Porto, lavori per 3 milioni Finiranno tra cinque anni

Ortona. Ok al piano di investimenti in attesa dei 50 milioni del Masterplan Si comincerà dal molo Martello. Priorità anche al Punto d’ispezione frontaliera
ORTONA . La situazione attuale e quella futura dello scalo marittimo con un quadro degli interventi infrastrutturali e dei relativi tempi di realizzazione è stato l’argomento principale dell’assemblea del Comitato porto di Ortona, a cui ha partecipato l’assessore regionale alle attività produttive, Mauro Febbo, accompagnato dal presidente dell’Arap, Giuseppe Savini, e dal comandante della capitaneria di porto, Cosmo Forte.
L’assemblea presieduta dal presidente del Comitato porto, Davide Tucci, ha affrontato i temi infrastrutturali legati allo scalo ortonese a partire dal programma triennale delle opere pubbliche 2020-2022 approvato dall’Autorità di sistema portuale del mare Adriatico centrale. Un piano di investimento che per il 2020 prevede sullo scalo ortonese lavori sulle infrastrutture portuali per un totale di 3 milioni e 300mila euro.
«Tra gli interventi urgenti», ha segnalato il comandante Forte, «l’adeguamento del molo Martello e la realizzazione di un punto di ispezione frontaliera, un ufficio fondamentale perché in base alle nuove normative europee deve essere presente nei porti che movimentano prodotti come il grano. Per fronteggiare l’attuale mancanza, con la Regione si è decisa a istituire in via provvisoria questo ufficio presso la struttura delle dogane».
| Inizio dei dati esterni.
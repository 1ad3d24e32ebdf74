use serde::{Deserialize, Serialize};
use std::path::{Path, PathBuf};
use thiserror::Error;

#[derive(Debug, Error)]
pub enum ConfigError {
    #[error("Failed to read config file at {config_path}: {source}")]
    ConfigReadError {
        config_path: PathBuf,
        source: std::io::Error,
    },

    #[error("Failed to parse config file at {config_path}: {source}")]
    ConfigParseError {
        config_path: PathBuf,
        source: toml::de::Error,
    },
}

#[derive(Debug, Default, Clone, PartialEq, Eq, Serialize, Deserialize)]
pub struct Config {
    /// Language tags to extract; empty extracts every tagged fence.
    #[serde(default)]
    pub languages: Vec<String>,
    /// Leave fragments marked `eslint-skip` out of extraction.
    #[serde(default)]
    pub skip_marked: bool,
}

impl Config {
    pub fn load_from_path<P: AsRef<Path>>(config_path: P) -> Result<Option<Self>, ConfigError> {
        let config_path = config_path.as_ref();
        if !config_path.exists() {
            return Ok(None);
        }

        let content = std::fs::read_to_string(config_path).map_err(|source| {
            ConfigError::ConfigReadError {
                config_path: config_path.to_path_buf(),
                source,
            }
        })?;

        let config: Config =
            toml::from_str(&content).map_err(|source| ConfigError::ConfigParseError {
                config_path: config_path.to_path_buf(),
                source,
            })?;

        Ok(Some(config))
    }

    pub fn load() -> Result<Option<Self>, ConfigError> {
        let config_path = Self::config_path();
        Self::load_from_path(&config_path)
    }

    pub fn save_to_path<P: AsRef<Path>>(&self, config_path: P) -> anyhow::Result<()> {
        let config_path = config_path.as_ref();
        if let Some(parent) = config_path.parent() {
            std::fs::create_dir_all(parent)?;
        }
        let content = toml::to_string_pretty(self)?;
        std::fs::write(config_path, content)?;
        Ok(())
    }

    pub fn config_path() -> PathBuf {
        let config_dir = shellexpand::tilde("~/.config/mdfence");
        PathBuf::from(config_dir.as_ref()).join("config.toml")
    }

    /// Expands `~` and environment variables in a user-supplied path,
    /// falling back to the path as given.
    pub fn expand_path(path: &Path) -> PathBuf {
        let path_str = path.to_string_lossy();
        match shellexpand::full(&path_str) {
            Ok(expanded) => PathBuf::from(expanded.as_ref()),
            Err(_) => path.to_path_buf(),
        }
    }
}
Sullo sviluppo del porto di Ortona l’assessore Febbo ha tracciato un preciso cronoprogramma che parte con lo sblocco dei fondi previsti nel Masterplan 2014-2020. «Abbiamo sbloccato l’utilizzo di questi fondi in modo da avviare le procedure per la definizione dei progetti e l’avvio delle gare d’appalto», ha detto Febbo. «Si tratta di 50 milioni per il prolungamento del molo sud, lavori che saranno gestiti dall’Arap con l’affidamento del progetto esecutivo entro fine anno a uno studio di professionisti e con l’aggiudicazione dell’appalto entro il 31 dicembre 2021». Un incontro dunque che, secondo il presidente del comitato porto Tucci, ha chiarito alcune questioni importanti legate allo sviluppo del porto di Ortona, «in primo luogo gli investimenti previsti dall’Adsp e in particolare i 500mila euro previsti per il Punto di ispezione frontaliera, un servizio fondamentale per un porto che movimenta oltre 300mila tonnellate di granaglie».
Il consigliere comunale Peppino Polidori, però, è soddisfatto a metà: «Ora i fondi ci sono ma i tempi saranno lunghi», dice l’esponente dell’opposizione consiliare rimarcando che le opere in dovranno essere concluse nel 2025. «Cinque anni che diventano un tempo lunghissimo se si sommano ai ritardi e rinvii del passato».